S’agissant de la gestion comptable et financière, il a été constaté que l’IPM ne procède pas à l’analyse des créances de ses clients en fonction de leur ancienneté, et par conséquent il ne constitue pas de provisions pour dépréciation des créances douteuses; et ce malgré l’existence d’importantes créances en souffrance qui datent des années antérieures. Concernant la gestion des approvisionnements et des dettes fournisseurs, il a été constaté au niveau du processus d’approvisionnement une évaluation inappropriée des besoins en réactifs et des autres produits de laboratoires utilisés par les automates de laboratoires, d’où l’existence de marchés datant des années antérieures et qui sont restés non soldés à cause de l’inadéquation entre les prévisions et les consommations effectives. Par ailleurs, la vérification opérée sur les dépenses engagées par voie de bons de commandes, en matière d’aménagements et constructions, a permis de relever notamment que: «Pour des prestations similaires ce sont toujours les mêmes fournisseurs qui sont consultés et c’est toujours le même fournisseur qui est retenu, ce qui porte atteinte au libre jeu de la concurrence». L’IPM a également été épinglé pour la non-tenue régulière du CA et «un organigramme réel non conforme à l’organigramme officiel» (1)

(1) A la constatation de l’absence claire et définie de missions de l’Institut Pasteur, le management de l’entité soutient: «qu’il n’existe pas de document formel décrivant la stratégie adoptée entre 2003 et 2008, car elles n’ont jamais été clairement définies par les autorités de tutelle».
RH : Gestion cafouilleuse

SELON le rapport, l’IPM ne dispose pas de procédures préétablies pour le recrutement de son personnel. La majorité des recrutements effectués durant la période 2003 à 2008 ont été effectués directement sur titre sans le respect des conditions d’admission requises. En outre, il a été relevé l’absence de critères d’évaluation du rendement permettant le suivi des travaux effectués par le personnel. Ainsi, l’avancement de grades et l’octroi de primes de gratification se font de manière subjective. Cette situation a favorisé l’absentéisme de certains cadres et agents «sans que des mesures disciplinaires ne soient prises à leur encontre et ce malgré la mise en place par l’IPM d’un système de contrôle des absences». En effet, le contrôle effectué sur la base des états enregistrés par le système de pointage durant la période du 01/02/2009 au 30/05/2009 a révélé des absences non justifiées qui peuvent atteindre plus de soixante jours pour certains agents. L’IPM ne dispose d’aucun plan de formation définissant les besoins en formation de son personnel aussi bien pour le personnel technique qu’administratif, malgré qu’il procède mensuellement au paiement de la taxe de la formation professionnelle (1,16% de la masse salariale globale) à l’office de la formation professionnelle et de la promotion du travail. Les versements effectués durant la période 2005 à 2008 sont de l’ordre de 1.526.724,53 DH.

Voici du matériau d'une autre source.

//! # Error Handling
//!
//! Error types for Bridge Core.
//!
//! ## Error Hierarchy
//!
//! ```text
//! ┌─────────────────────────────────────────────────────────────────────────┐
//! │                           ERROR HIERARCHY                               │
//! ├─────────────────────────────────────────────────────────────────────────┤
//! │                                                                         │
//! │  Error (top-level)                                                     │
//! │  │                                                                      │
//! │  ├── Encoding Errors                                                   │
//! │  │   └── InvalidEncoding       - Malformed hex / binary / JSON input   │
//! │  │                                                                      │
//! │  ├── Key Errors                                                        │
//! │  │   ├── InvalidKey            - Key fails length or range checks      │
//! │  │   ├── InvalidPoint          - Point is not on secp256k1             │
//! │  │   └── RngFailed             - Entropy source unavailable            │
//! │  │                                                                      │
//! │  ├── Crypto Errors                                                     │
//! │  │   ├── AuthenticationFailed  - ECIES MAC mismatch (fail closed)      │
//! │  │   ├── MissingSignature      - Document has no signature field       │
//! │  │   └── SigningFailed         - ECDSA signing failed                  │
//! │  │                                                                      │
//! │  └── Document Errors                                                   │
//! │      └── SerializationError    - Document could not be serialized      │
//! │                                                                         │
//! └─────────────────────────────────────────────────────────────────────────┘
//! ```
//!
//! A signature that simply does not match is *not* an error: `verify`
//! returns `Ok(false)`. Errors are reserved for malformed input.

use thiserror::Error;

/// Result type alias for Bridge Core operations
pub type Result<T> = std::result::Result<T, Error>;

/// Main error type for Bridge Core
#[derive(Error, Debug)]
pub enum Error {
    // ========================================================================
    // Encoding Errors (100-199)
    // ========================================================================

    /// Malformed hex, binary or textual input
    #[error("Invalid encoding: {0}")]
    InvalidEncoding(String),

    // ========================================================================
    // Key Errors (200-299)
    // ========================================================================

    /// Key fails length or domain checks
    #[error("Invalid key: {0}")]
    InvalidKey(String),

    /// Encoded point does not lie on the curve
    #[error("Invalid point: {0}")]
    InvalidPoint(String),

    /// Random number generation failed
    #[error("Random number generation failed")]
    RngFailed,

    // ========================================================================
    // Crypto Errors (300-399)
    // ========================================================================

    /// The ECIES authentication tag did not match
    #[error("Authentication failed: MAC mismatch")]
    AuthenticationFailed,

    /// `verify` was called on a document without a signature field
    #[error("Message must contain a signature")]
    MissingSignature,

    /// Signing failed
    #[error("Signing failed: {0}")]
    SigningFailed(String),

    // ========================================================================
    // Document Errors (400-499)
    // ========================================================================

    /// Serialization error
    #[error("Serialization error: {0}")]
    SerializationError(String),
}

impl Error {
    /// Get a stable numeric error code
    ///
    /// - 100-199: Encoding
    /// - 200-299: Keys and points
    /// - 300-399: Crypto
    /// - 400-499: Documents
    pub fn code(&self) -> i32 {
        match self {
            // Encoding (100-199)
            Error::InvalidEncoding(_) => 100,

            // Keys (200-299)
            Error::InvalidKey(_) => 200,
            Error::InvalidPoint(_) => 201,
            Error::RngFailed => 202,

            // Crypto (300-399)
            Error::AuthenticationFailed => 300,
            Error::MissingSignature => 301,
            Error::SigningFailed(_) => 302,

            // Documents (400-499)
            Error::SerializationError(_) => 400,
        }
    }

    /// Check if this error is recoverable by retrying
    ///
    /// Every operation in this crate is a pure function of its inputs, so
    /// only an entropy failure can succeed on a second attempt. Retry policy
    /// itself belongs to the transport layer.
    pub fn is_recoverable(&self) -> bool {
        matches!(self, Error::RngFailed)
    }
}

// ============================================================================
// ERROR CONVERSIONS
// ============================================================================

impl From<serde_json::Error> for Error {
    fn from(err: serde_json::Error) -> Self {
        Error::SerializationError(err.to_string())
    }
}

impl From<hex::FromHexError> for Error {
    fn from(err: hex::FromHexError) -> Self {
        Error::InvalidEncoding(format!("cannot decode hex string: {}", err))
    }
}

// ============================================================================
// TESTS
// ============================================================================

#[cfg(test)]
mod tests {
    use super::*;

    #[test]
    fn test_error_codes() {
        assert_eq!(Error::InvalidEncoding("test".into()).code(), 100);
        assert_eq!(Error::InvalidKey("test".into()).code(), 200);
        assert_eq!(Error::InvalidPoint("test".into()).code(), 201);
        assert_eq!(Error::AuthenticationFailed.code(), 300);
        assert_eq!(Error::MissingSignature.code(), 301);
        assert_eq!(Error::SerializationError("test".into()).code(), 400);
    }

    #[test]
    fn test_recoverable_errors() {
        assert!(Error::RngFailed.is_recoverable());
        assert!(!Error::AuthenticationFailed.is_recoverable());
        assert!(!Error::MissingSignature.is_recoverable());
    }

    #[test]
    fn test_hex_error_conversion() {
        let err: Error = hex::decode("zz").unwrap_err().into();
        assert!(matches!(err, Error::InvalidEncoding(_)));
        assert!(err.to_string().contains("hex"));
    }
}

Chères morsures de scorpions!
DEPUIS 2003, l’IPM ne produit plus les sérums antivenimeux et les importe de France (notons au passage que la gestion des stocks a été sévèrement critiquée par la Cour des comptes). Cette suspension a entraîné non seulement un accroissement des cas de piqûres scorpioniques et de morsures vipérins (de 15.000 cas à plus de 24.000 cas), mais aussi, une augmentation de leur prix: plus de 1.015 DH par dose de 10 ml.